Data for analysis -
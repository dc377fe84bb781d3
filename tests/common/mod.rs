#![allow(dead_code)]

use std::sync::Arc;

use sea_orm::{
    ActiveModelTrait, ActiveValue::Set, ConnectOptions, ConnectionTrait, Database,
    DatabaseConnection, DbBackend, Schema,
};
use uuid::Uuid;

use homeware_api::{
    app_router,
    auth::{AdminGuard, AuthSession},
    config::AppConfig,
    entities::{self, product},
    services::checkout::{CreateOrderInput, OrderItemInput},
    AppServices, AppState,
};

pub const ADMIN_EMAIL: &str = "admin@example.com";

/// In-memory SQLite database plus the full service stack, with a known
/// admin allow-list. A single pooled connection keeps the in-memory
/// database alive and shared.
pub struct TestApp {
    pub db: Arc<DatabaseConnection>,
    pub services: AppServices,
}

impl TestApp {
    pub async fn new() -> Self {
        let mut opt = ConnectOptions::new("sqlite::memory:");
        opt.max_connections(1).min_connections(1);
        let db = Database::connect(opt).await.expect("connect to sqlite");

        let schema = Schema::new(DbBackend::Sqlite);
        let statements = [
            schema.create_table_from_entity(entities::Product),
            schema.create_table_from_entity(entities::Customer),
            schema.create_table_from_entity(entities::Order),
            schema.create_table_from_entity(entities::OrderItem),
        ];
        for statement in statements {
            db.execute(db.get_database_backend().build(&statement))
                .await
                .expect("create table");
        }

        let db = Arc::new(db);
        let admin_guard = Arc::new(AdminGuard::new(vec![ADMIN_EMAIL.to_string()]));
        let services = AppServices::new(db.clone(), admin_guard, None);

        Self { db, services }
    }

    /// The full HTTP router over this app's database and services.
    pub fn router(&self) -> axum::Router {
        let config = AppConfig {
            database_url: "sqlite::memory:".to_string(),
            host: "127.0.0.1".to_string(),
            port: 0,
            log_level: "info".to_string(),
            environment: "test".to_string(),
            auto_migrate: false,
            admin_emails: vec![ADMIN_EMAIL.to_string()],
        };
        app_router(AppState {
            db: self.db.clone(),
            config,
            services: self.services.clone(),
        })
    }

    pub fn admin_session() -> AuthSession {
        AuthSession::authenticated("admin-1", ADMIN_EMAIL)
    }

    pub fn user_session(user_id: &str) -> AuthSession {
        AuthSession::authenticated(user_id, format!("{}@customer.example.com", user_id))
    }

    pub async fn seed_product(&self, sku: &str, name: &str, price: i64, stock: i32) -> product::Model {
        let active = product::ActiveModel {
            id: Set(Uuid::new_v4()),
            sku: Set(sku.to_string()),
            name: Set(name.to_string()),
            description: Set(None),
            price: Set(price),
            category: Set("Kitchen".to_string()),
            images: Set(serde_json::json!(["https://img.example.com/p.jpg"])),
            is_active: Set(true),
            stock: Set(stock),
            low_stock_threshold: Set(5),
            ..Default::default()
        };
        active.insert(&*self.db).await.expect("seed product")
    }

    pub async fn seed_inactive_product(&self, sku: &str, price: i64, stock: i32) -> product::Model {
        let active = product::ActiveModel {
            id: Set(Uuid::new_v4()),
            sku: Set(sku.to_string()),
            name: Set(format!("Inactive {}", sku)),
            description: Set(None),
            price: Set(price),
            category: Set("Kitchen".to_string()),
            images: Set(serde_json::json!(["https://img.example.com/p.jpg"])),
            is_active: Set(false),
            stock: Set(stock),
            low_stock_threshold: Set(5),
            ..Default::default()
        };
        active.insert(&*self.db).await.expect("seed inactive product")
    }
}

/// A valid checkout input for the given cart lines.
pub fn order_input(phone: &str, items: Vec<OrderItemInput>) -> CreateOrderInput {
    CreateOrderInput {
        customer_name: "An Nguyen".to_string(),
        phone: phone.to_string(),
        email: Some("an.nguyen@example.com".to_string()),
        address: "12 Hang Gai, Hoan Kiem, Ha Noi".to_string(),
        notes: None,
        items,
    }
}

pub fn line(product_id: Uuid, quantity: i32) -> OrderItemInput {
    OrderItemInput {
        product_id,
        quantity,
    }
}
//! homeware-api
//!
//! Storefront checkout and catalog import backend for a home-goods
//! retailer: inventory-safe order creation with customer identity
//! reconciliation, an admin order status machine, and a spreadsheet
//! bulk-import pipeline.
#![forbid(unsafe_code)]
#![deny(rust_2018_idioms)]
#![allow(elided_lifetimes_in_paths)]

pub mod auth;
pub mod config;
pub mod db;
pub mod entities;
pub mod errors;
pub mod events;
pub mod handlers;
pub mod migrator;
pub mod services;

use std::sync::Arc;

use axum::Router;
use tower_http::{cors::CorsLayer, trace::TraceLayer};

use crate::auth::AdminGuard;
use crate::config::AppConfig;
use crate::db::DbPool;
use crate::events::EventSender;
use crate::services::{
    checkout::CheckoutService, import::ImportService, order_status::OrderStatusService,
    orders::OrderQueryService,
};

/// Service container handed to the handlers.
#[derive(Clone)]
pub struct AppServices {
    pub checkout: CheckoutService,
    pub order_status: OrderStatusService,
    pub orders: OrderQueryService,
    pub import: ImportService,
}

impl AppServices {
    pub fn new(
        db: Arc<DbPool>,
        admin_guard: Arc<AdminGuard>,
        event_sender: Option<Arc<EventSender>>,
    ) -> Self {
        Self {
            checkout: CheckoutService::new(db.clone(), event_sender.clone()),
            order_status: OrderStatusService::new(
                db.clone(),
                admin_guard.clone(),
                event_sender.clone(),
            ),
            orders: OrderQueryService::new(db.clone(), admin_guard.clone()),
            import: ImportService::new(db, admin_guard, event_sender),
        }
    }
}

#[derive(Clone)]
pub struct AppState {
    pub db: Arc<DbPool>,
    pub config: AppConfig,
    pub services: AppServices,
}

/// Builds the application router with tracing and CORS layers applied.
pub fn app_router(state: AppState) -> Router {
    Router::new()
        .nest("/api/v1", handlers::router())
        .layer(TraceLayer::new_for_http())
        .layer(CorsLayer::permissive())
        .with_state(state)
}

Exercise directions -
Lines wanted from the listing above: the line with "use crate::db::DbPool;" up to and including the line with "pub struct AppServices". Please write them out exactly, adding nothing else.

Task answer -
use crate::db::DbPool;
use crate::events::EventSender;
use crate::services::{
    checkout::CheckoutService, import::ImportService, order_status::OrderStatusService,
    orders::OrderQueryService,
};

/// Service container handed to the handlers.
#[derive(Clone)]
pub struct AppServices {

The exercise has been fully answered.